5. Always eat protein when eating sweets. This will help to stabilize your blood sugar so you don’t experience highs followed by a “sugar crash.”

6. Buy a box of digestion-support tea. There are many blends available and they often contain a combination of herbs to relieve gas, calm cramping and support overall digestion. Look for any of the following herbs: chamomile, mint, cardamom, ginger, fennel, skullcap and/or licorice. Drink it throughout the day and after meals.

7. Take digestive enzymes after particularly heavy meals and those that contain your food intolerances. These are designed to support and improve digestion, especially when compromised by lots of rich foods, eating late, indulging in intolerances, and decreased sleep. A good formula will support protein, carbohydrate and fat digestion and may even contain hydrochloric acid. For those of you who are gluten intolerant, Glutenzyme can help to decrease the effects of gluten on the rare occasion that you do indulge.

8. Save your vegetable ends for making stock. Whenever you cook, you can create stock with most of your vegetable ends before they go into the compost. Try using onion and garlic peels, carrot peels and ends, celery leaves and ends, broccoli and chard stems and/or unused parts of fresh herbs.

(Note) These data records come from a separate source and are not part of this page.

use std::sync::Arc;

use chrono::{DateTime, NaiveDate, TimeZone, Utc};

use crate::listings::catalog::Catalog;
use crate::listings::domain::{Application, ApplicationId, ApplicationStatus, Job, JobId, JobType};
use crate::listings::intake::{ApplicationForm, UploadDescriptor};
use crate::listings::service::ListingService;

pub(super) fn now() -> DateTime<Utc> {
    Utc.with_ymd_and_hms(2024, 1, 23, 9, 30, 0)
        .single()
        .expect("valid timestamp")
}

pub(super) fn date(y: i32, m: u32, d: u32) -> NaiveDate {
    NaiveDate::from_ymd_opt(y, m, d).expect("valid date")
}

pub(super) fn job(
    id: &str,
    title: &str,
    skills: &[&str],
    job_type: JobType,
    posted: NaiveDate,
) -> Job {
    Job {
        id: JobId(id.to_string()),
        title: title.to_string(),
        company: format!("{title} Co"),
        location: "Remote".to_string(),
        job_type,
        experience: "0-1 years".to_string(),
        salary: "$50,000".to_string(),
        description: format!("Work on {title} projects."),
        requirements: vec!["Curiosity".to_string()],
        skills: skills.iter().map(|s| s.to_string()).collect(),
        posted_by: "Recruiter".to_string(),
        posted_date: posted,
        application_deadline: date(2024, 2, 15),
        is_remote: true,
        company_logo: None,
        custom_questions: Vec::new(),
    }
}

pub(super) fn application(
    id: &str,
    title: &str,
    status: ApplicationStatus,
    applied: NaiveDate,
) -> Application {
    Application {
        id: ApplicationId(id.to_string()),
        job_id: JobId(format!("job-{id}")),
        job_title: title.to_string(),
        company: format!("{title} Inc"),
        location: "Remote".to_string(),
        job_type: "Full-time".to_string(),
        salary: None,
        applied_date: applied,
        status,
    }
}

pub(super) fn viewer_skills(skills: &[&str]) -> Vec<String> {
    skills.iter().map(|s| s.to_string()).collect()
}

pub(super) fn resume() -> UploadDescriptor {
    UploadDescriptor {
        file_name: "resume.pdf".to_string(),
        content_type: "application/pdf".to_string(),
        size_bytes: 200 * 1024,
    }
}

pub(super) fn complete_form(job: &Job) -> ApplicationForm {
    let mut form = ApplicationForm {
        full_name: "Priya Natarajan".to_string(),
        email: "priya@example.edu".to_string(),
        phone: "+1 555 0100".to_string(),
        resume: Some(resume()),
        cover_letter: String::new(),
        ..ApplicationForm::default()
    };
    for question in &job.custom_questions {
        form.custom_answers
            .insert(question.clone(), "A thoughtful answer.".to_string());
    }
    form
}

pub(super) fn bundled_service(page_size: usize) -> Arc<ListingService> {
    let catalog = Catalog::bundled().expect("bundled catalog parses");
    Arc::new(ListingService::new(
        Arc::new(catalog),
        viewer_skills(&["JavaScript", "Python", "React", "Machine Learning", "AWS"]),
        page_size,
    ))
}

Basically, anything that will not impart a bitter taste, such as pepper seeds and eggplant skins, can be gathered while you cook.

Set your peels, ends, leaves and stems aside in the fridge for up to 2 weeks or until you have accumulated enough. Cover them with water, bring them to a boil and let them simmer until your stock’s smell and taste are to your liking. Strain the stock, use it in your recipes or freeze it for later. This will save you lots of money (premade, store-bought stocks are expensive) and allow you to control the ingredients (many packaged stocks have sugar, flavorings and oil).

9. Make bone broth. Save your animal bones and use them to make a mineral-rich broth. Cover with 2-3x as much water as bones, bring to a boil, turn down to a moderate simmer, add in a few cups of vinegar and leave like this to simmer for 3-8 hours. Check regularly and add more water as needed. When the broth is done, strain it and allow it to cool. It will turn quite gelatinous when cold and will return to liquid when heated. Use this broth to make beans, whole grains, soups, stews and the like. Its flavor is deep and delicious—and thanks to the vinegar, the nutrient content (especially minerals) is high.

10. Take an immune-support formula. Do this either on a regular basis or at the very first sign of symptoms. All the change in your diet and the difficulty of sticking to routine increase your chances of getting sick. Supporting your immune system on a daily basis is a great way to stave off infection.

Many formulas are available, but look for ones that contain vitamins A, D &C, along with herbs like echinacea, elder berry, myrrh, Oregon grape root and ginger. Super BioVegetarian and Phytobiotic are two favorites of the Berkeley Naturopathic Medical Group. Ask your doctor which of the two is best suited for you and what the correct dosing should be.

11. Consider melatonin and/or Biotone EFA for sleep support. Getting quality sleep is key to maintaining your energy and immune health, as well as your memory and cognitive function. Despite our best efforts, getting to bed at a decent hour during the holidays is exceptionally difficult. Both melatonin and the Biotone EFA’s help to improve the quality of sleep you do get, even if the hours are reduced. Most people can safely take 2-5mg of melatonin per night or on an as-needed basis.

12. Wash your hands. Hand washing is perhaps the simplest, easiest and most economical way to stave off infection. Regular soap is all you need so steer clear of anything fancy, scented or anti-microbial. Be sure to wash palms, backs of hands and in between fingers. Try humming the alphabet once or “Row, Row, Row Your Boat” twice as a way to ensure you are taking adequate time to wash thoroughly. Wash before eating, after using the restroom, after coughing/sneezing, after shaking hands and certainly after you have been around people who are clearly sick.